//! Configuration management CLI commands.

use crate::cli::common::{print_json, CatalogSource, CliError, CliResult};
use crate::config::Config;
use crate::track_sizes::BucketRule;
use clap::{Args, Subcommand};
use std::path::PathBuf;

/// Configuration management commands
#[derive(Args, Debug)]
pub struct ConfigArgs {
    #[command(subcommand)]
    command: ConfigCommand,
}

#[derive(Subcommand, Debug)]
enum ConfigCommand {
    /// Display current configuration
    Show(ConfigShowArgs),
    /// Set configuration values
    Set(ConfigSetArgs),
}

/// Display current configuration
#[derive(Args, Debug)]
pub struct ConfigShowArgs {
    /// Output as JSON
    #[arg(long)]
    json: bool,
}

/// Set configuration values
///
/// The data directory is taken from the global `--data-dir` option.
#[derive(Args, Debug)]
pub struct ConfigSetArgs {
    /// Width bucket rule (truncate or nearest)
    #[arg(long, value_name = "RULE")]
    bucket_rule: Option<String>,

    /// Web API port
    #[arg(long, value_name = "PORT")]
    port: Option<u16>,
}

impl ConfigArgs {
    /// Execute config subcommand
    pub fn execute(&self, source: &CatalogSource) -> CliResult<()> {
        match &self.command {
            ConfigCommand::Show(args) => args.execute(),
            ConfigCommand::Set(args) => args.execute(source.data_dir.as_ref()),
        }
    }
}

impl ConfigShowArgs {
    /// Execute show command
    pub fn execute(&self) -> CliResult<()> {
        let config = Config::load()
            .map_err(|e| CliError::validation(format!("Failed to load configuration: {e:#}")))?;

        if self.json {
            return print_json(&config);
        }

        output_human_readable(&config);
        Ok(())
    }
}

impl ConfigSetArgs {
    /// Execute set command
    pub fn execute(&self, data_dir: Option<&PathBuf>) -> CliResult<()> {
        if data_dir.is_none() && self.bucket_rule.is_none() && self.port.is_none() {
            return Err(CliError::validation(
                "At least one configuration option must be specified: --data-dir, --bucket-rule, or --port",
            ));
        }

        let mut config = Config::load()
            .map_err(|e| CliError::validation(format!("Failed to load configuration: {e:#}")))?;

        if let Some(path) = data_dir {
            if !path.is_dir() {
                return Err(CliError::validation(format!(
                    "Data directory does not exist: {}",
                    path.display()
                )));
            }
            config
                .set_data_dir(path.clone())
                .map_err(|e| CliError::validation(e.to_string()))?;
        }

        if let Some(rule) = &self.bucket_rule {
            config.catalog.bucket_rule = rule
                .parse::<BucketRule>()
                .map_err(|e| CliError::validation(e.to_string()))?;
        }

        if let Some(port) = self.port {
            config.server.port = port;
        }

        config
            .validate()
            .map_err(|e| CliError::validation(e.to_string()))?;
        config
            .save()
            .map_err(|e| CliError::io(format!("Failed to save configuration: {e:#}")))?;

        println!("Configuration updated successfully.");

        Ok(())
    }
}

/// Output configuration in human-readable format
fn output_human_readable(config: &Config) {
    println!("TrackFinder Configuration");
    println!("=========================");
    println!();

    if let Ok(path) = Config::config_file_path() {
        println!("File: {}", path.display());
        println!();
    }

    println!("Catalog:");
    println!("  Data Directory: {}", config.catalog.data_dir.display());
    println!("  Bucket Rule: {}", config.catalog.bucket_rule);
    println!();

    println!("Server:");
    println!("  Address: {}:{}", config.server.host, config.server.port);
    println!();

    println!("Admin:");
    let login = if config.admin_enabled() {
        "enabled"
    } else {
        "disabled (admin.password_sha256 not set)"
    };
    println!("  Login: {login}");
    println!("  Session TTL: {} minutes", config.admin.session_ttl_minutes);
    println!();

    println!("Search:");
    println!("  Max Results: {}", config.search.max_results);
}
•••
AIM OF THE EXERCISE: Your task is to restate every record word for word.

THE ANSWER:
//! Configuration management CLI commands.

use crate::cli::common::{print_json, CatalogSource, CliError, CliResult};
use crate::config::Config;
use crate::track_sizes::BucketRule;
use clap::{Args, Subcommand};
use std::path::PathBuf;

/// Configuration management commands
#[derive(Args, Debug)]
pub struct ConfigArgs {
    #[command(subcommand)]
    command: ConfigCommand,
}

#[derive(Subcommand, Debug)]
enum ConfigCommand {
    /// Display current configuration
    Show(ConfigShowArgs),
    /// Set configuration values
    Set(ConfigSetArgs),
}

/// Display current configuration
#[derive(Args, Debug)]
pub struct ConfigShowArgs {
    /// Output as JSON
    #[arg(long)]
    json: bool,
}

/// Set configuration values
///
/// The data directory is taken from the global `--data-dir` option.
#[derive(Args, Debug)]
pub struct ConfigSetArgs {
    /// Width bucket rule (truncate or nearest)
    #[arg(long, value_name = "RULE")]
    bucket_rule: Option<String>,

    /// Web API port
    #[arg(long, value_name = "PORT")]
    port: Option<u16>,
}

impl ConfigArgs {
    /// Execute config subcommand
    pub fn execute(&self, source: &CatalogSource) -> CliResult<()> {
        match &self.command {
            ConfigCommand::Show(args) => args.execute(),
            ConfigCommand::Set(args) => args.execute(source.data_dir.as_ref()),
        }
    }
}

impl ConfigShowArgs {
    /// Execute show command
    pub fn execute(&self) -> CliResult<()> {
        let config = Config::load()
            .map_err(|e| CliError::validation(format!("Failed to load configuration: {e:#}")))?;

        if self.json {
            return print_json(&config);
        }

        output_human_readable(&config);
        Ok(())
    }
}

impl ConfigSetArgs {
    /// Execute set command
    pub fn execute(&self, data_dir: Option<&PathBuf>) -> CliResult<()> {
        if data_dir.is_none() && self.bucket_rule.is_none() && self.port.is_none() {
            return Err(CliError::validation(
                "At least one configuration option must be specified: --data-dir, --bucket-rule, or --port",
            ));
        }

        let mut config = Config::load()
            .map_err(|e| CliError::validation(format!("Failed to load configuration: {e:#}")))?;

        if let Some(path) = data_dir {
            if !path.is_dir() {
                return Err(CliError::validation(format!(
                    "Data directory does not exist: {}",
                    path.display()
                )));
            }
            config
                .set_data_dir(path.clone())
                .map_err(|e| CliError::validation(e.to_string()))?;
        }

        if let Some(rule) = &self.bucket_rule {
            config.catalog.bucket_rule = rule
                .parse::<BucketRule>()
                .map_err(|e| CliError::validation(e.to_string()))?;
        }

        if let Some(port) = self.port {
            config.server.port = port;
        }

        config
            .validate()
            .map_err(|e| CliError::validation(e.to_string()))?;
        config
            .save()
            .map_err(|e| CliError::io(format!("Failed to save configuration: {e:#}")))?;

        println!("Configuration updated successfully.");

        Ok(())
    }
}

/// Output configuration in human-readable format
fn output_human_readable(config: &Config) {
    println!("TrackFinder Configuration");
    println!("=========================");
    println!();

    if let Ok(path) = Config::config_file_path() {
        println!("File: {}", path.display());
        println!();
    }

    println!("Catalog:");
    println!("  Data Directory: {}", config.catalog.data_dir.display());
    println!("  Bucket Rule: {}", config.catalog.bucket_rule);
    println!();

    println!("Server:");
    println!("  Address: {}:{}", config.server.host, config.server.port);
    println!();

    println!("Admin:");
    let login = if config.admin_enabled() {
        "enabled"
    } else {
        "disabled (admin.password_sha256 not set)"
    };
    println!("  Login: {login}");
    println!("  Session TTL: {} minutes", config.admin.session_ttl_minutes);
    println!();

    println!("Search:");
    println!("  Max Results: {}", config.search.max_results);
}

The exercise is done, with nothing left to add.